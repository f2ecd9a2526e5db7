// =============================================================================
// Session Keys
// =============================================================================

/// Session key holding the authenticated username
pub const SESSION_USERNAME_KEY: &str = "username";

/// Session key holding pending flash notices
pub const SESSION_FLASHES_KEY: &str = "_flashes";

// =============================================================================
// Field Limits
// =============================================================================

/// Column widths of the `users` table
pub const MAX_USERNAME_LEN: usize = 20;
pub const MAX_EMAIL_LEN: usize = 50;
pub const MAX_NAME_LEN: usize = 30;

/// Column width of `feedback.title`
pub const MAX_TITLE_LEN: usize = 100;

// =============================================================================
// Notices
// =============================================================================

pub const MSG_LOGIN_FIRST: &str = "Please login first!";

pub const MSG_REGISTERED: &str = "Welcome! Successfully Created Your Account!";

/// Shown for unknown usernames and wrong passwords alike
pub const MSG_INVALID_CREDENTIALS: &str = "Invalid username/password";

pub const MSG_GOODBYE: &str = "Goodbye!";

pub const MSG_USER_DELETED: &str = "The user has been deleted";

pub const MSG_FEEDBACK_ADDED: &str = "Feedback added!";

pub const MSG_FEEDBACK_UPDATED: &str = "Feedback updated!";

pub const MSG_POST_DELETED: &str = "Post was deleted";

pub const MSG_POST_NOT_DELETED: &str = "Could not delete post";

// =============================================================================
// Error Messages
// =============================================================================

pub const ERR_USERNAME_TAKEN: &str = "Username taken. Please pick another";

pub const ERR_REQUIRED: &str = "This field is required.";

pub const ERR_INVALID_EMAIL: &str = "Invalid email address.";
use axum::{
    extract::{Path, State},
    http::StatusCode,
    response::{Html, IntoResponse, Redirect, Response},
    Form,
};
use tower_sessions::Session;

use crate::constants::{
    MSG_FEEDBACK_ADDED, MSG_FEEDBACK_UPDATED, MSG_POST_DELETED, MSG_POST_NOT_DELETED,
};
use crate::error::{AppError, Result};
use crate::models::Feedback;
use crate::routes::user_path;
use crate::routes::validation::{FeedbackForm, FieldErrors};
use crate::session::{flash, AuthUser, FlashLevel, PageContext};
use crate::views;
use crate::AppState;

/// Ids that don't parse can't name a post
fn parse_post_id(raw: &str) -> Result<i64> {
    raw.parse().map_err(|_| AppError::FeedbackNotFound)
}

async fn render_form(
    session: &Session,
    status: StatusCode,
    heading: &str,
    action: &str,
    form: &FeedbackForm,
    errors: &FieldErrors,
) -> Result<Response> {
    let page = PageContext::load(session).await?;
    Ok((
        status,
        Html(views::feedback_page(&page, heading, action, form, errors)),
    )
        .into_response())
}

/// `GET /users/:username/feedback/add`
pub async fn add_feedback_form(
    _auth: AuthUser,
    session: Session,
    Path(username): Path<String>,
) -> Result<Response> {
    render_form(
        &session,
        StatusCode::OK,
        "Add Feedback",
        &format!("/users/{}/feedback/add", username),
        &FeedbackForm::default(),
        &FieldErrors::default(),
    )
    .await
}

/// `POST /users/:username/feedback/add`
///
/// NOTE: only checks that someone is logged in; the post is attributed to
/// the path username even when that isn't the session user.
pub async fn add_feedback(
    State(state): State<AppState>,
    _auth: AuthUser,
    session: Session,
    Path(username): Path<String>,
    Form(form): Form<FeedbackForm>,
) -> Result<Response> {
    if let Err(errors) = form.validate() {
        return render_form(
            &session,
            StatusCode::UNPROCESSABLE_ENTITY,
            "Add Feedback",
            &format!("/users/{}/feedback/add", username),
            &form,
            &errors,
        )
        .await;
    }

    let post = Feedback::create(&state.pool, &username, form.title.trim(), &form.content).await?;
    flash(&session, FlashLevel::Success, MSG_FEEDBACK_ADDED).await?;

    Ok(Redirect::to(&user_path(&post.username)).into_response())
}

/// `GET /feedback/:post_id/edit`
pub async fn edit_feedback_form(
    State(state): State<AppState>,
    _auth: AuthUser,
    session: Session,
    Path(post_id): Path<String>,
) -> Result<Response> {
    let post = Feedback::get(&state.pool, parse_post_id(&post_id)?).await?;

    let form = FeedbackForm {
        title: post.title,
        content: post.content,
    };

    render_form(
        &session,
        StatusCode::OK,
        "Edit Feedback",
        &format!("/feedback/{}/edit", post.id),
        &form,
        &FieldErrors::default(),
    )
    .await
}

/// `POST /feedback/:post_id/edit`
///
/// Rewrites title and content, never the owner.
/// NOTE: does not compare the session user with the post owner.
pub async fn edit_feedback(
    State(state): State<AppState>,
    auth: AuthUser,
    session: Session,
    Path(post_id): Path<String>,
    Form(form): Form<FeedbackForm>,
) -> Result<Response> {
    let post = Feedback::get(&state.pool, parse_post_id(&post_id)?).await?;

    if let Err(errors) = form.validate() {
        return render_form(
            &session,
            StatusCode::UNPROCESSABLE_ENTITY,
            "Edit Feedback",
            &format!("/feedback/{}/edit", post.id),
            &form,
            &errors,
        )
        .await;
    }

    if !post.is_owned_by(&auth.username) {
        tracing::warn!(
            "Feedback {} owned by {} edited by {}",
            post.id,
            post.username,
            auth.username
        );
    }

    Feedback::update(&state.pool, post.id, form.title.trim(), &form.content).await?;
    flash(&session, FlashLevel::Success, MSG_FEEDBACK_UPDATED).await?;

    Ok(Redirect::to(&user_path(&auth.username)).into_response())
}

/// `POST /feedback/:post_id/delete`
///
/// Only the owner may delete; anyone else gets a notice and the post stays.
pub async fn delete_feedback(
    State(state): State<AppState>,
    auth: AuthUser,
    session: Session,
    Path(post_id): Path<String>,
) -> Result<Redirect> {
    let post = Feedback::get(&state.pool, parse_post_id(&post_id)?).await?;

    if post.is_owned_by(&auth.username) {
        Feedback::delete(&state.pool, post.id).await?;
        flash(&session, FlashLevel::Success, MSG_POST_DELETED).await?;
    } else {
        tracing::warn!(
            "User {} tried to delete feedback {} owned by {}",
            auth.username,
            post.id,
            post.username
        );
        flash(&session, FlashLevel::Danger, MSG_POST_NOT_DELETED).await?;
    }

    Ok(Redirect::to(&user_path(&auth.username)))
}

#[cfg(test)]
mod tests {
    use super::*;

    #[test]
    fn test_parse_post_id() {
        assert_eq!(parse_post_id("42").unwrap(), 42);
        assert!(matches!(
            parse_post_id("abc"),
            Err(AppError::FeedbackNotFound)
        ));
        assert!(matches!(parse_post_id(""), Err(AppError::FeedbackNotFound)));
    }
}
use axum::{
    extract::{Path, State},
    response::{Html, Redirect},
};
use tower_sessions::Session;

use crate::constants::MSG_USER_DELETED;
use crate::error::Result;
use crate::models::{Feedback, User};
use crate::session::{self, flash, AuthUser, FlashLevel, PageContext};
use crate::views;
use crate::AppState;

/// `GET /users/:username`
///
/// Any logged-in user may view any user's page.
pub async fn show_user(
    State(state): State<AppState>,
    auth: AuthUser,
    session: Session,
    Path(username): Path<String>,
) -> Result<Html<String>> {
    tracing::debug!("{} viewing user page of {}", auth.username, username);

    let user = User::get(&state.pool, &username).await?;
    let posts = Feedback::for_user(&state.pool, &user.username).await?;
    let page = PageContext::load(&session).await?;

    Ok(Html(views::user_page(&page, &user, &posts)))
}

/// `POST /users/:username/delete`
///
/// Deletes the logged-in account regardless of the path segment. Feedback
/// goes with it through the foreign key cascade.
pub async fn delete_user(
    State(state): State<AppState>,
    auth: AuthUser,
    session: Session,
) -> Result<Redirect> {
    User::delete(&state.pool, &auth.username).await?;

    session::log_out(&session).await?;
    flash(&session, FlashLevel::Info, MSG_USER_DELETED).await?;

    Ok(Redirect::to("/"))
}
pub mod auth;
pub mod feedback;
pub mod health;
pub mod users;
pub mod validation;

pub use auth::{
    login_form, login_user, logout_user, redirect_to_register, register_form, register_user,
};
pub use feedback::{
    add_feedback, add_feedback_form, delete_feedback, edit_feedback, edit_feedback_form,
};
pub use health::health_check;
pub use users::{delete_user, show_user};

use axum::{
    routing::{get, post},
    Router,
};
use time::Duration;
use tower_http::trace::TraceLayer;
use tower_sessions::{Expiry, MemoryStore, SessionManagerLayer};

use crate::AppState;

/// Path of a user's detail page
pub fn user_path(username: &str) -> String {
    format!("/users/{}", username)
}

/// Build the application router
///
/// Sessions live in an in-memory store owned by the returned router, so
/// clones of it share logins.
pub fn router(state: AppState) -> Router {
    let session_layer = SessionManagerLayer::new(MemoryStore::default())
        .with_secure(state.config.secure_cookies())
        .with_expiry(Expiry::OnInactivity(Duration::seconds(
            state.config.session_inactivity_secs,
        )));

    let log_requests = state.config.log_requests;

    let app = Router::new()
        .route("/", get(redirect_to_register))
        .route("/register", get(register_form).post(register_user))
        .route("/login", get(login_form).post(login_user))
        .route("/logout", get(logout_user))
        .route("/users/:username", get(show_user))
        .route("/users/:username/delete", post(delete_user))
        .route(
            "/users/:username/feedback/add",
            get(add_feedback_form).post(add_feedback),
        )
        .route(
            "/feedback/:post_id/edit",
            get(edit_feedback_form).post(edit_feedback),
        )
        .route("/feedback/:post_id/delete", post(delete_feedback))
        .route("/health", get(health_check))
        .layer(session_layer)
        .with_state(state);

    if log_requests {
        app.layer(TraceLayer::new_for_http())
    } else {
        app
    }
}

▸ **Exercise instructions**
From the top of the material above, please transcribe each line exactly. Include the line with "pub const MAX_TITLE_LEN: usize = 100;" and end there.

▸ **Answer to this exercise**
repository f2ecd9a2526e5db7
// =============================================================================
// Session Keys
// =============================================================================

/// Session key holding the authenticated username
pub const SESSION_USERNAME_KEY: &str = "username";

/// Session key holding pending flash notices
pub const SESSION_FLASHES_KEY: &str = "_flashes";

// =============================================================================
// Field Limits
// =============================================================================

/// Column widths of the `users` table
pub const MAX_USERNAME_LEN: usize = 20;
pub const MAX_EMAIL_LEN: usize = 50;
pub const MAX_NAME_LEN: usize = 30;

/// Column width of `feedback.title`
pub const MAX_TITLE_LEN: usize = 100;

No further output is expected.